At last week’s University Senate meeting, Chief Research Officer Stacie Grossman Bloom lauded NYU for its so-called complete recovery from federal cuts to research funding. In the past year, total spending on research amounted to $1.63 billion, over $150 million more than what was spent in 2024.
While the numbers showed improvements in research spending, they do not indicate that NYU is escaping scot-free from federal rollbacks in funding. Bloom acknowledged that federal grants had to be made up in increased appeals to the private sector, encouraging researchers to sell the potential profitability of their proposals and even asking, “How do we commercialize it?”
This pivot toward private funding comes with disengagement from less profitable, yet immensely important areas of research in the humanities, arts and social sciences. Bloom admitted that several faculty members had lost their entire portfolios when federal grants were terminated in areas unable to garner the same level of private funding.
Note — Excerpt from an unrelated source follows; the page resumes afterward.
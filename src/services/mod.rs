// Service exports
pub mod postgres;

pub use postgres::{InterestOutcome, PostgresClient, StoreError};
NYU said last week that it would establish a $25 million initiative to “help faculty navigate the real-world process of validating market potential, refining applications and demonstrating commercial feasibility to bring breakthroughs to market at scale.” And following the recent launch of NYU’s Quantum Institute and the new Courant Institute School of Mathematics, Computing, and Data Science, it is evident the university is focused on its most profitable fields.
STEM fields are undoubtedly important, and commercialized products allow intangible forms of research to be integrated effectively into people’s lives. However, continued emphasis on commercial research, which seeks to answer a specific question or develop a product, has the potential to condemn the nation to a state of innovative stagnation. When research is publicly funded, it tends to be more basic — general studies that expand the knowledge frontier by contributing to the pool of information that other research can build upon.
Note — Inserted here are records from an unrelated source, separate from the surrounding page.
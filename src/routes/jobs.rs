use actix_web::{web, HttpResponse, Responder};
use std::sync::Arc;
use uuid::Uuid;
use validator::Validate;

use crate::config::MatchingSettings;
use crate::core::{already_seen_ids, canonical_pair, filter_candidates};
use crate::models::{
    CategoryEntry, CreateJobRequest, EnrichedMatch, ErrorResponse, HealthResponse,
    InterestResponse, JobCategory, ListJobsQuery, ShowInterestRequest,
};
use crate::services::{PostgresClient, StoreError};

/// Application state shared across all handlers
#[derive(Clone)]
pub struct AppState {
    pub postgres: Arc<PostgresClient>,
    pub matching: MatchingSettings,
}

/// Configure all job and matching routes
pub fn configure(cfg: &mut web::ServiceConfig) {
    cfg
        .route("/", web::get().to(root))
        .route("/health", web::get().to(health_check))
        .route("/jobs", web::post().to(create_job))
        .route("/jobs", web::get().to(list_jobs))
        .route("/jobs/{job_id}", web::get().to(get_job))
        .route("/jobs/{job_id}/potential-matches", web::get().to(get_potential_matches))
        .route("/show-interest", web::post().to(show_interest))
        .route("/matches/{job_id}", web::get().to(get_matches))
        .route("/categories", web::get().to(get_categories));
}

/// Map a store error onto the HTTP taxonomy: NotFound -> 404,
/// InvalidInput -> 400, everything else -> 500.
fn store_error_response(context: &str, err: StoreError) -> HttpResponse {
    match err {
        StoreError::NotFound(what) => HttpResponse::NotFound().json(ErrorResponse {
            error: "Job posting not found".to_string(),
            message: what,
            status_code: 404,
        }),
        StoreError::InvalidInput(message) => HttpResponse::BadRequest().json(ErrorResponse {
            error: "Invalid input".to_string(),
            message,
            status_code: 400,
        }),
        other => {
            tracing::error!("{}: {}", context, other);
            HttpResponse::InternalServerError().json(ErrorResponse {
                error: context.to_string(),
                message: other.to_string(),
                status_code: 500,
            })
        }
    }
}

/// API root
async fn root() -> impl Responder {
    HttpResponse::Ok().json(serde_json::json!({ "message": "Job Matching API" }))
}

/// Health check endpoint
async fn health_check(state: web::Data<AppState>) -> impl Responder {
    let pg_healthy = state.postgres.health_check().await.unwrap_or(false);

    let status = if pg_healthy { "healthy" } else { "degraded" };

    HttpResponse::Ok().json(HealthResponse {
        status: status.to_string(),
        version: env!("CARGO_PKG_VERSION").to_string(),
        timestamp: chrono::Utc::now(),
    })
}

/// Create a job posting
///
/// POST /api/jobs
async fn create_job(
    state: web::Data<AppState>,
    req: web::Json<CreateJobRequest>,
) -> impl Responder {
    if let Err(errors) = req.validate() {
        tracing::info!("Validation failed for create_job request: {:?}", errors);
        return HttpResponse::BadRequest().json(ErrorResponse {
            error: "Validation failed".to_string(),
            message: errors.to_string(),
            status_code: 400,
        });
    }

    match state.postgres.create_posting(&req).await {
        Ok(posting) => {
            tracing::info!(
                "Created {:?} posting {} in {:?}",
                posting.job_type,
                posting.id,
                posting.category
            );
            HttpResponse::Ok().json(posting)
        }
        Err(e) => store_error_response("Failed to create posting", e),
    }
}

/// List active postings, optionally filtered by side and category
///
/// GET /api/jobs?job_type=seeking_worker&category=electrician
async fn list_jobs(
    state: web::Data<AppState>,
    query: web::Query<ListJobsQuery>,
) -> impl Responder {
    match state.postgres.list_postings(query.job_type, query.category).await {
        Ok(postings) => HttpResponse::Ok().json(postings),
        Err(e) => store_error_response("Failed to list postings", e),
    }
}

/// Fetch a single posting
///
/// GET /api/jobs/{job_id}
async fn get_job(
    state: web::Data<AppState>,
    path: web::Path<Uuid>,
) -> impl Responder {
    let job_id = path.into_inner();

    match state.postgres.get_posting(job_id).await {
        Ok(posting) => HttpResponse::Ok().json(posting),
        Err(e) => store_error_response("Failed to fetch posting", e),
    }
}

/// Candidate pool for a posting: opposite side, same category, not yet
/// linked by any interest relation
///
/// GET /api/jobs/{job_id}/potential-matches
async fn get_potential_matches(
    state: web::Data<AppState>,
    path: web::Path<Uuid>,
) -> impl Responder {
    let job_id = path.into_inner();

    let source = match state.postgres.get_posting(job_id).await {
        Ok(posting) => posting,
        Err(e) => return store_error_response("Failed to fetch posting", e),
    };

    // Everything already surfaced to this posting is excluded, whether the
    // interest was mutual, one-sided, or never acted on.
    let relations = match state.postgres.relations_for_posting(job_id).await {
        Ok(relations) => relations,
        Err(e) => return store_error_response("Failed to fetch interest relations", e),
    };
    let excluded = already_seen_ids(&relations, job_id);
    let excluded_ids: Vec<Uuid> = excluded.iter().copied().collect();

    let page_size = state.matching.candidate_page_size;

    let pool = match state
        .postgres
        .list_candidate_pool(
            source.job_type.opposite(),
            source.category,
            job_id,
            &excluded_ids,
            page_size,
        )
        .await
    {
        Ok(pool) => pool,
        Err(e) => return store_error_response("Failed to query candidates", e),
    };

    let candidates = filter_candidates(&source, pool, &excluded, page_size);

    tracing::debug!(
        "Returning {} candidates for posting {} ({} excluded)",
        candidates.len(),
        job_id,
        excluded.len()
    );

    HttpResponse::Ok().json(candidates)
}

/// Express interest in another posting
///
/// POST /api/show-interest
///
/// Request body:
/// ```json
/// {
///   "job_id": "uuid",
///   "interested_in_job_id": "uuid"
/// }
/// ```
async fn show_interest(
    state: web::Data<AppState>,
    req: web::Json<ShowInterestRequest>,
) -> impl Responder {
    let acting = match state.postgres.find_posting(req.job_id).await {
        Ok(Some(posting)) => posting,
        Ok(None) => {
            return HttpResponse::NotFound().json(ErrorResponse {
                error: "Job posting not found".to_string(),
                message: format!("job posting {}", req.job_id),
                status_code: 404,
            });
        }
        Err(e) => return store_error_response("Failed to fetch posting", e),
    };

    let target = match state.postgres.find_posting(req.interested_in_job_id).await {
        Ok(Some(posting)) => posting,
        Ok(None) => {
            return HttpResponse::NotFound().json(ErrorResponse {
                error: "Job posting not found".to_string(),
                message: format!("job posting {}", req.interested_in_job_id),
                status_code: 404,
            });
        }
        Err(e) => return store_error_response("Failed to fetch posting", e),
    };

    let pair = match canonical_pair(&acting, &target) {
        Ok(pair) => pair,
        Err(e) => {
            tracing::info!(
                "Rejected same-side interest: {} -> {}",
                req.job_id,
                req.interested_in_job_id
            );
            return store_error_response(
                "Failed to record interest",
                StoreError::InvalidInput(e.to_string()),
            );
        }
    };

    match state.postgres.upsert_interest(&pair).await {
        Ok(outcome) => {
            if outcome.is_matched {
                tracing::info!(
                    "Mutual match confirmed between {} and {}",
                    pair.employer_job_id,
                    pair.worker_job_id
                );
            }

            let message = if outcome.created {
                "Interest recorded"
            } else {
                "Interest updated"
            };

            HttpResponse::Ok().json(InterestResponse {
                message: message.to_string(),
                created: outcome.created,
                is_matched: outcome.is_matched,
            })
        }
        Err(e) => store_error_response("Failed to record interest", e),
    }
}

/// Confirmed matches for a posting, enriched with both sides' details,
/// newest match first
///
/// GET /api/matches/{job_id}
async fn get_matches(
    state: web::Data<AppState>,
    path: web::Path<Uuid>,
) -> impl Responder {
    let job_id = path.into_inner();

    if let Err(e) = state.postgres.get_posting(job_id).await {
        return store_error_response("Failed to fetch posting", e);
    }

    let relations = match state.postgres.matched_relations(job_id).await {
        Ok(relations) => relations,
        Err(e) => return store_error_response("Failed to fetch matches", e),
    };

    let mut enriched = Vec::with_capacity(relations.len());
    for relation in relations {
        let employer = state.postgres.find_posting(relation.employer_job_id).await;
        let worker = state.postgres.find_posting(relation.worker_job_id).await;

        match (employer, worker) {
            (Ok(Some(employer)), Ok(Some(worker))) => {
                // matched_at is always set on matched relations; created_at
                // is a safe fallback for rows that predate that guarantee.
                let matched_at = relation.matched_at.unwrap_or(relation.created_at);
                enriched.push(EnrichedMatch {
                    match_id: relation.id,
                    matched_at,
                    employer,
                    worker,
                });
            }
            // Best-effort: a dangling posting reference drops that match
            // rather than failing the whole response.
            _ => {
                tracing::warn!(
                    "Skipping match {}: referenced posting missing",
                    relation.id
                );
            }
        }
    }

    HttpResponse::Ok().json(enriched)
}

/// Static category enumeration with display labels
///
/// GET /api/categories
async fn get_categories() -> impl Responder {
    let categories: Vec<CategoryEntry> = JobCategory::ALL
        .iter()
        .map(|category| CategoryEntry {
            value: category.value().to_string(),
            label: category.label(),
        })
        .collect();

    HttpResponse::Ok().json(categories)
}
A recent study shows that publicly-funded private patents, which make up only 2% of all types of patents, were responsible for around 20% of medium-term fluctuations in the country’s productivity and GDP growth. Publicly-funded projects are also important because they incentivize researchers to create non-patent literature, which makes studies more accessible by removing legal and financial barriers. Despite growing funds in areas of research that are already deemed profitable, isolated focus in these areas will eventually result in stagnation of both the quality and quantity of scientific innovation.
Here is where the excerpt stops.